As with all stimulants that seem to affect IBS sufferers more severely than those without IBS, tobacco is one of the most extreme. Whether you smoke or chew, tobacco is a powerful gastro-intestinal stimulant, irritant and carcinogen. Because people with IBS have a very sensitive intestinal tract, tobacco should be avoided at all costs. But even if you don't have IBS, the effects of tobacco on your GI tract are severe.

Tobacco has harmed the entire digestive system. Two of the most common diseases caused by smoking are heartburn and acid reflux, which is a condition that people with IBS are more likely to suffer from.

Tobacco weakens the sphincter in the esophagus, thus allowing stomach acid to flow into the esophagus. Tobacco is also known to increase your chances of developing peptic ulcers and chemicals in tobacco also prevent the healing of ulcers and make patients more likely to develop additional ulcers later in life. The actual increase is unknown, but it is estimated to be 10 times as high.
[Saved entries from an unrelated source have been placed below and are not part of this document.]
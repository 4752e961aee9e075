/// Vector species profile: three pure temperature → rate functions bundled
/// behind one interface so alternate vectors can be substituted per run.
///
/// Rates are per day; temperatures are in °C.
pub trait VectorSpecies {
    /// Daily biting rate on hosts.
    fn biting_rate(&self, temp_c: f64) -> f64;
    /// Daily mortality rate.
    fn mortality_rate(&self, temp_c: f64) -> f64;
    /// Daily progression rate through the extrinsic incubation period.
    fn incubation_rate(&self, temp_c: f64) -> f64;
}

/// The default profile: *Culicoides* biting midges.
#[derive(Clone, Copy, Debug, Default)]
pub struct Culicoides;

impl VectorSpecies for Culicoides {
    fn biting_rate(&self, temp_c: f64) -> f64 {
        if temp_c > 3.7 && temp_c < 41.9 {
            0.0002 * temp_c * (temp_c - 3.7) * (41.9 - temp_c).powf(0.37)
        } else {
            0.0
        }
    }

    fn mortality_rate(&self, temp_c: f64) -> f64 {
        if temp_c > -2.0 {
            0.009 * (0.16 * temp_c).exp()
        } else {
            // Effectively total daily mortality below the survival threshold.
            100.0
        }
    }

    fn incubation_rate(&self, temp_c: f64) -> f64 {
        (0.018 * (temp_c - 13.4)).max(0.0)
    }
}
Doctors also believe that there is a link between the development of Crohn's disease and the possible development of gallstones in tobacco users.

The addictive and toxic part of tobacco, nicotine, can cause many health problems. Increased weakness in the esophagus sphincter, increased acid production in the stomach and decreased pancreatic pancreatic sodium bicarbonate, neutralized stomach acid. But nicotine is not the only problem with tobacco.

There are more than 400 toxins and at least 43 known carcinogens in tobacco, all of which will hit someone with IBS harder than they will hit a healthy person. The most common side effects of smoking are increased air intake, which can cause bloating and bloating.

And of course, the most common outcome in long-term smoking or chewing tobacco is the development of cancer, including cancers of the gastrointestinal tract, such as colon, bladder, pancreas, kidney and stomach cancer. It is not known if IBS sufferers are at high risk for developing gastric cancer, but additional irritation and stimulation to the body are unlikely to benefit IBS patients.

Tobacco irritates the intestinal tract, which can cause diarrhea, intestinal cramps, pain, bloating and gas in IBS patients. Nicotine has been reported to increase stomach frequency in IBS.

Tobacco use also lowers digestive efficiency and can also slow down their metabolism with IBS. This can change bowel movements, which is already a major problem for people with IBS, and causes bloating. The withdrawal from nicotine can cause both constipation and diarrhea, again, is already a major problem for people with IBS.

So for people with IBS, sometimes just a little bit of stimulation for the digestive tract can be too much. The effects of tobacco use are overall negative for ordinary people and can be dramatic for those with IBS. There is no known cure for IBS and treatment options are not widely accepted, even by experts. But one treatment that everyone can agree on is to reduce or eliminate tobacco use, even if you don't have IBS!